* [Source records]:
>>>

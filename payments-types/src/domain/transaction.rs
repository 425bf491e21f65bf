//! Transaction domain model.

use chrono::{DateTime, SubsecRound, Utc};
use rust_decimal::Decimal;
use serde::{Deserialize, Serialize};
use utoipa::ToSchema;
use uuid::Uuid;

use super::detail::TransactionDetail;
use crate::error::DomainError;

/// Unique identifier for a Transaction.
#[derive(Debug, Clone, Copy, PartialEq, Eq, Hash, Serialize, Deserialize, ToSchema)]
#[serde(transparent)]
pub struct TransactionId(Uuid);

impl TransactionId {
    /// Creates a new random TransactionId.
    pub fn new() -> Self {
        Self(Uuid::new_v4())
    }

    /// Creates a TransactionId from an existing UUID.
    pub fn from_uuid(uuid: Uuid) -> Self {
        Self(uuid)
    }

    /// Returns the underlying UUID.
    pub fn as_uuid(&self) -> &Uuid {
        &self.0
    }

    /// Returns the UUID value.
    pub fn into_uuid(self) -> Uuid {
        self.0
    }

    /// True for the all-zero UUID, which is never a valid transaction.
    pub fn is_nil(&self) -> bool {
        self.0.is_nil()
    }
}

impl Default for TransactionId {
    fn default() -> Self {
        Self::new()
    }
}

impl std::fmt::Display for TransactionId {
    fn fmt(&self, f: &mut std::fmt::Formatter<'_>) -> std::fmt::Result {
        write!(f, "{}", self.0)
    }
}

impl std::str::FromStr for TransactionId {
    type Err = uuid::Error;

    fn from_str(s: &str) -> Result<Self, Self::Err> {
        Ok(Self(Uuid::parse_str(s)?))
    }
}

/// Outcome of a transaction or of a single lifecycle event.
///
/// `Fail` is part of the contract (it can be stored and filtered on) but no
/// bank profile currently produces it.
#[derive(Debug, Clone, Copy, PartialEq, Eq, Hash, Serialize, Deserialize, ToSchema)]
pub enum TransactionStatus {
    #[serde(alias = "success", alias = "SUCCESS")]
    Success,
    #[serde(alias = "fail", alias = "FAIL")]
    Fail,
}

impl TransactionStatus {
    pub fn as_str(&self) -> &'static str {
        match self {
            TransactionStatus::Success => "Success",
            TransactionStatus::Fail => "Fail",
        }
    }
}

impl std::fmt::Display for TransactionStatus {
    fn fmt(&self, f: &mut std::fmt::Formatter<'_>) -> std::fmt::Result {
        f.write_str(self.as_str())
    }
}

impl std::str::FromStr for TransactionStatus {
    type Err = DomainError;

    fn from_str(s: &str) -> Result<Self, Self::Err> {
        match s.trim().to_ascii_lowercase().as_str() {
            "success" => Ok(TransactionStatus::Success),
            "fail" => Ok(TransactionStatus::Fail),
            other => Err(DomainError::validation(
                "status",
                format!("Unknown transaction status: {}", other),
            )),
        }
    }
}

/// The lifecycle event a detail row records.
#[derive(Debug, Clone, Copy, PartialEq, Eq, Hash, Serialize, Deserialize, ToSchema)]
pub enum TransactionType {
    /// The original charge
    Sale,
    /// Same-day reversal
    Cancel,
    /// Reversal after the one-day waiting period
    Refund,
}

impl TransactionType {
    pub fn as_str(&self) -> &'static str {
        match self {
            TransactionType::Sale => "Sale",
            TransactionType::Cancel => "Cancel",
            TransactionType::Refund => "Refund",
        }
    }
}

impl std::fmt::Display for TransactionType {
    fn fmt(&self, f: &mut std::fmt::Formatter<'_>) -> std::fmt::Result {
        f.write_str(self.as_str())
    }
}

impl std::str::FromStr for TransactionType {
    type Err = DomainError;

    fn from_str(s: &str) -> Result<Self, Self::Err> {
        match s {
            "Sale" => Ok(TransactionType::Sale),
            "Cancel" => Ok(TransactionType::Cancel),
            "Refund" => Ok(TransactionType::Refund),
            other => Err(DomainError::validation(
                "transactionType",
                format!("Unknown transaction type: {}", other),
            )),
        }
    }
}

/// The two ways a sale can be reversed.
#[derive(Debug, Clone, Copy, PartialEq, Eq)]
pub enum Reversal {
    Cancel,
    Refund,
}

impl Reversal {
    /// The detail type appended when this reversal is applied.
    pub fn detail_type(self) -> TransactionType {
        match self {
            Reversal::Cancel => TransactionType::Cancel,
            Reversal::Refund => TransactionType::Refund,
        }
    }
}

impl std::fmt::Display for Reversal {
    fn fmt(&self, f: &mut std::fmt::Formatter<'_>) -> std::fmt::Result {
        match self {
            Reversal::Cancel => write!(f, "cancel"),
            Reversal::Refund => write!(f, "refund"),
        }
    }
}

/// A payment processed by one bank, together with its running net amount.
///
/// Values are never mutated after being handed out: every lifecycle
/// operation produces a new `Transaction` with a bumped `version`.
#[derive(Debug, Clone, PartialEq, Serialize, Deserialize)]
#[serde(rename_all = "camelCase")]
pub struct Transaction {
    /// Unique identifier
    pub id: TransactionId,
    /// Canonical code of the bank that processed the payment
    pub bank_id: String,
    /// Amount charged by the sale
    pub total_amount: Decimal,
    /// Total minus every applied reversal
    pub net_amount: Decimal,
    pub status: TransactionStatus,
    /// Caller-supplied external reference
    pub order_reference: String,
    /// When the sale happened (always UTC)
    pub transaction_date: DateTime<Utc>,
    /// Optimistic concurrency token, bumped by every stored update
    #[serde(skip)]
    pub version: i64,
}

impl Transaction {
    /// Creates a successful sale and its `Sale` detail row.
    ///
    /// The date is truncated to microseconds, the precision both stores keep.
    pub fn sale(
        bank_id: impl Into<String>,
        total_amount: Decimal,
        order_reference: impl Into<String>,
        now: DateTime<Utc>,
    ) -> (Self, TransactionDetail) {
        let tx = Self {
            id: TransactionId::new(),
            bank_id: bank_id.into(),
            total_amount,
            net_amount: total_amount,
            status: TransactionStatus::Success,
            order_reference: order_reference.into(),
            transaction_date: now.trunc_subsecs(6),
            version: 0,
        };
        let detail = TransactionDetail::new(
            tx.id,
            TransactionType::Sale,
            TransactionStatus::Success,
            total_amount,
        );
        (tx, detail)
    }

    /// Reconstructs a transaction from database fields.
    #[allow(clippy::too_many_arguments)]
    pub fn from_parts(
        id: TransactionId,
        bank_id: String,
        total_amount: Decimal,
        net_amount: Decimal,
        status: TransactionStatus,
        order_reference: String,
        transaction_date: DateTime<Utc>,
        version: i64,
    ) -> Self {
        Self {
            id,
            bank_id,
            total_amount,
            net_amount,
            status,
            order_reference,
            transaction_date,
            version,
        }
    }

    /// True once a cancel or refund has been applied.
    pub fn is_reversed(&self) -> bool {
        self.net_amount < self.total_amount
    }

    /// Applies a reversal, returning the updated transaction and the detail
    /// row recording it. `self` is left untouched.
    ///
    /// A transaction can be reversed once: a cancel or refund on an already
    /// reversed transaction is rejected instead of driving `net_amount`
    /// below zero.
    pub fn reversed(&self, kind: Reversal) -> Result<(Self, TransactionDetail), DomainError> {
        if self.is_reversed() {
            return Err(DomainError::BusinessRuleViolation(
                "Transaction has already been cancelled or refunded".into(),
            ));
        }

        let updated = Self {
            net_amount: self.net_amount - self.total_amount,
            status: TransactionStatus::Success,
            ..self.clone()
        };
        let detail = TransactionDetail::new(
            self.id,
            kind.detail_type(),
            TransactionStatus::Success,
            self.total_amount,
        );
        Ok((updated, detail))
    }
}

<<<
>>>

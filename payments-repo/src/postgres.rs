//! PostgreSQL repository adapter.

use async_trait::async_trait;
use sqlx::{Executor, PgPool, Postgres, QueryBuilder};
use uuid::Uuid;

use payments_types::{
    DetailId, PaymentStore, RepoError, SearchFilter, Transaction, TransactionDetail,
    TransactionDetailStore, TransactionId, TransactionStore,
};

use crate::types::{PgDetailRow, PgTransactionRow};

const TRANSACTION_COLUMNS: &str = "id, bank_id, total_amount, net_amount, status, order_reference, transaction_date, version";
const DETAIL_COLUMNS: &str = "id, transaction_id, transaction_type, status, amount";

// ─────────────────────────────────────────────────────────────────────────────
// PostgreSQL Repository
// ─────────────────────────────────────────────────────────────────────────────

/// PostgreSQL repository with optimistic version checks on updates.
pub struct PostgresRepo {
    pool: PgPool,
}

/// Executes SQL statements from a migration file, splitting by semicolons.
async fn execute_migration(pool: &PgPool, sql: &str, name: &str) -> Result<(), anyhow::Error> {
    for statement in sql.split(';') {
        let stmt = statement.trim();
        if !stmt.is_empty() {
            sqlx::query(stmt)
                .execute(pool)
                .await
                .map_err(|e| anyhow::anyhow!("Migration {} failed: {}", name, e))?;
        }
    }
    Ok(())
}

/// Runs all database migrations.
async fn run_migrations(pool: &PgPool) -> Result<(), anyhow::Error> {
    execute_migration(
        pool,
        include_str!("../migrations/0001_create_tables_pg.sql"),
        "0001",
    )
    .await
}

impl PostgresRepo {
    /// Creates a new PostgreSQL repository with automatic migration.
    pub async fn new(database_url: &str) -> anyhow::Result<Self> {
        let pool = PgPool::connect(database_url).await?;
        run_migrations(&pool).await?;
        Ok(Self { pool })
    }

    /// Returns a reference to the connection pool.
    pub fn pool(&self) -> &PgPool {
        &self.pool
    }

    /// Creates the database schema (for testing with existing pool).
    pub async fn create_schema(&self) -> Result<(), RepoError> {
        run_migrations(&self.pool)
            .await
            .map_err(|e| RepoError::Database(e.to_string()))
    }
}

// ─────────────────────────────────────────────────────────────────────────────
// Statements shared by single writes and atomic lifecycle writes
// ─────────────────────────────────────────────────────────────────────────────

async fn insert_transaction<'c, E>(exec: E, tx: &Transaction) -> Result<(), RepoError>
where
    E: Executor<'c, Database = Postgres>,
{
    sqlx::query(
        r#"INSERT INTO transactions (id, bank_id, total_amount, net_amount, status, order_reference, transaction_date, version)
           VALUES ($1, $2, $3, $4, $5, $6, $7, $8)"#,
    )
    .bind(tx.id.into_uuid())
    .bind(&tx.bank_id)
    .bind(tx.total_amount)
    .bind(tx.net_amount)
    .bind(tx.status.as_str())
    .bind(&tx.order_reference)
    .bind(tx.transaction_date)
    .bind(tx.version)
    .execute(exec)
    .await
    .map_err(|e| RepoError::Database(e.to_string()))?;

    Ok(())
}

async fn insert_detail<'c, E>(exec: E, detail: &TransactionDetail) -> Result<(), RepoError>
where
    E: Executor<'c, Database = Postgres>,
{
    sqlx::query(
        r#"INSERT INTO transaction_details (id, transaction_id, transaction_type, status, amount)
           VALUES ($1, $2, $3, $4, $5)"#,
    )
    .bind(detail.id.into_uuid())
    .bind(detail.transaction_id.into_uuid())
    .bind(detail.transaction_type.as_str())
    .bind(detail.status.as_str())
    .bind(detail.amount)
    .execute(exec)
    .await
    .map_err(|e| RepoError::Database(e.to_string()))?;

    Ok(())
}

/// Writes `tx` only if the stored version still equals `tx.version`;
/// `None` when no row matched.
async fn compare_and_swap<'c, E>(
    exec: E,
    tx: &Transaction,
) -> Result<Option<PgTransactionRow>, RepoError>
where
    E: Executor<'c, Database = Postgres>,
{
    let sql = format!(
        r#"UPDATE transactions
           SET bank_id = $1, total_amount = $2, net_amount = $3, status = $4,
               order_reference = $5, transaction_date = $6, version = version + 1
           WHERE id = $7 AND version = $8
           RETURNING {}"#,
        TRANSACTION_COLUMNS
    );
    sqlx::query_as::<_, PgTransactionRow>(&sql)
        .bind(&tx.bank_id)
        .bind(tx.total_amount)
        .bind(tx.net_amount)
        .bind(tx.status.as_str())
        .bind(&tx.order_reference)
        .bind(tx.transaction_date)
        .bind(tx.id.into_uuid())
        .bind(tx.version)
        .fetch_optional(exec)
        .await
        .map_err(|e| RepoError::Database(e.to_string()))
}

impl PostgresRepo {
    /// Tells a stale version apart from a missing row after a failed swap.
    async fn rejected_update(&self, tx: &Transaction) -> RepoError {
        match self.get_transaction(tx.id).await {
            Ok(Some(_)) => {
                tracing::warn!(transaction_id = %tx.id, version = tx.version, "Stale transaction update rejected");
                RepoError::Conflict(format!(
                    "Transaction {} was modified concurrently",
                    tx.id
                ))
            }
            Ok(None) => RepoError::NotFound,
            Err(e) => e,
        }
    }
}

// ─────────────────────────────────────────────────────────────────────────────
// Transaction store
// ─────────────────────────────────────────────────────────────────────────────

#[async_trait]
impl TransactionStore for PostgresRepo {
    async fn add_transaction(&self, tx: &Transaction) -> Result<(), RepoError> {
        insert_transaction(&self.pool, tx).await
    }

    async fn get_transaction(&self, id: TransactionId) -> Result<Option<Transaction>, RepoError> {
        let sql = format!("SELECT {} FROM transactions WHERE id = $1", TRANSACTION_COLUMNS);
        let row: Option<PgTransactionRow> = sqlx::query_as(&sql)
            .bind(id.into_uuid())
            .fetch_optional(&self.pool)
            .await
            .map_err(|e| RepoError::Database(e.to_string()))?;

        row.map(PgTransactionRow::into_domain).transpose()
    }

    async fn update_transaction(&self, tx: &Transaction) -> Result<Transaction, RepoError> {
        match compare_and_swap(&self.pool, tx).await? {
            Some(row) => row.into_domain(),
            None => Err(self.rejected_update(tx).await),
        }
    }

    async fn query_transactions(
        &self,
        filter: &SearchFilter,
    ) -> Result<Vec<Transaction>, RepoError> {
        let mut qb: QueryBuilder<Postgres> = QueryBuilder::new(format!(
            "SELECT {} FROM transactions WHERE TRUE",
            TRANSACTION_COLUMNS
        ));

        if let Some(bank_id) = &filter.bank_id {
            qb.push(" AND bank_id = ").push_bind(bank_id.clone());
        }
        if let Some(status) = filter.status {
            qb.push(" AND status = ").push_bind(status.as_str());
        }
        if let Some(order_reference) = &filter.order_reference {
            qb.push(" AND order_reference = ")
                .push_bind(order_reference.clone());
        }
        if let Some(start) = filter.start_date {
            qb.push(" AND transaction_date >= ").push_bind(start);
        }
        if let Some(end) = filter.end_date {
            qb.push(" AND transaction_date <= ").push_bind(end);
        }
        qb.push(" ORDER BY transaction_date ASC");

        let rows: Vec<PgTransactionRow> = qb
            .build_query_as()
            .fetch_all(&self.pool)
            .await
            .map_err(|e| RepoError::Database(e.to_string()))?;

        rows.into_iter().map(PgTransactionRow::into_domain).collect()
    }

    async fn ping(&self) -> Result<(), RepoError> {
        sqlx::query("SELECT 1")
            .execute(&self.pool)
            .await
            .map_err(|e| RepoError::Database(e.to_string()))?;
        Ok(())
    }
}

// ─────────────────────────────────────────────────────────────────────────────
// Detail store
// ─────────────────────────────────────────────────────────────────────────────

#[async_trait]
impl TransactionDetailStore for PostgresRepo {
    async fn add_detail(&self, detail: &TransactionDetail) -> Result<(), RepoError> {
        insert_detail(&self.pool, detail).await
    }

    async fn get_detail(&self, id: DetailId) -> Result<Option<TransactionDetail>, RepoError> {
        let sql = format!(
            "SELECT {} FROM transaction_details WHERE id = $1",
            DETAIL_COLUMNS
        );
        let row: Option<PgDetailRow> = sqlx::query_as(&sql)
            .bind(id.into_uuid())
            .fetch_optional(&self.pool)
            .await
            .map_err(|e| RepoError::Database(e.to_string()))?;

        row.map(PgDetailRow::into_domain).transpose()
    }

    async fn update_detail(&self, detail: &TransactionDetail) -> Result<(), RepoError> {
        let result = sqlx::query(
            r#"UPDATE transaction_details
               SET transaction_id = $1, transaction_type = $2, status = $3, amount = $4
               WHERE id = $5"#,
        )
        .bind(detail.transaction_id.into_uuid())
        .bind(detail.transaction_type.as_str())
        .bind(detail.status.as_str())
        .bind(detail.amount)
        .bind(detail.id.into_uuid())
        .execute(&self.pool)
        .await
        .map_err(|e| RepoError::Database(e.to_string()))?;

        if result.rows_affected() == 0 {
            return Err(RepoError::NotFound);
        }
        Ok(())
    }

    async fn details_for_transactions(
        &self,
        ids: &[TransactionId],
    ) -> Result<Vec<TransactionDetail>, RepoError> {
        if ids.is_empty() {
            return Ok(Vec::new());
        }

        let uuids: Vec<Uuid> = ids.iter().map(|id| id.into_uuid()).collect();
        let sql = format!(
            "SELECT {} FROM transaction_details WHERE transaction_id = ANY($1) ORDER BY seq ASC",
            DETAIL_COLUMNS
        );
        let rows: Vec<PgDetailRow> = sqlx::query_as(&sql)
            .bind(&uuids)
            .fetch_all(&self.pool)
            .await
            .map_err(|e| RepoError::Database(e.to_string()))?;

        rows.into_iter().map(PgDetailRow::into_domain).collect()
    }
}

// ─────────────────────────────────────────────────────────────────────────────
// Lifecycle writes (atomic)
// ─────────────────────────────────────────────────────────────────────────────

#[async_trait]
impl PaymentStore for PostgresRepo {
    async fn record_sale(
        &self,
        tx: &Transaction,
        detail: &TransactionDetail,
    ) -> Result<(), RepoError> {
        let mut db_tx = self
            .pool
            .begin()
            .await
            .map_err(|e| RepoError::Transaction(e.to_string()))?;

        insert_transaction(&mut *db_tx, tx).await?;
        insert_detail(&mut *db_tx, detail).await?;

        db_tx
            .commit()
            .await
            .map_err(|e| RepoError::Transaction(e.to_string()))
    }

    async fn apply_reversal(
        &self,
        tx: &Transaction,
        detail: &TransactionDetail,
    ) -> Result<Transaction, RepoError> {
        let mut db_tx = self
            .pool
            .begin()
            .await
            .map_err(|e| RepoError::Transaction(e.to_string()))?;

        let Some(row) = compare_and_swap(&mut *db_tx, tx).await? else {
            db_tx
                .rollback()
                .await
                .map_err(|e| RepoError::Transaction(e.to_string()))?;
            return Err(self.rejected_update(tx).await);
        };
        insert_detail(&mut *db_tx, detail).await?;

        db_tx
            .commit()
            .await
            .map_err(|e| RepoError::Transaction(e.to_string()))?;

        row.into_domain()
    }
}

<<<

What lines in the material above include "been"? Copy every one of them.

    /// True once a cancel or refund has been applied.
                "Transaction has already been cancelled or refunded".into(),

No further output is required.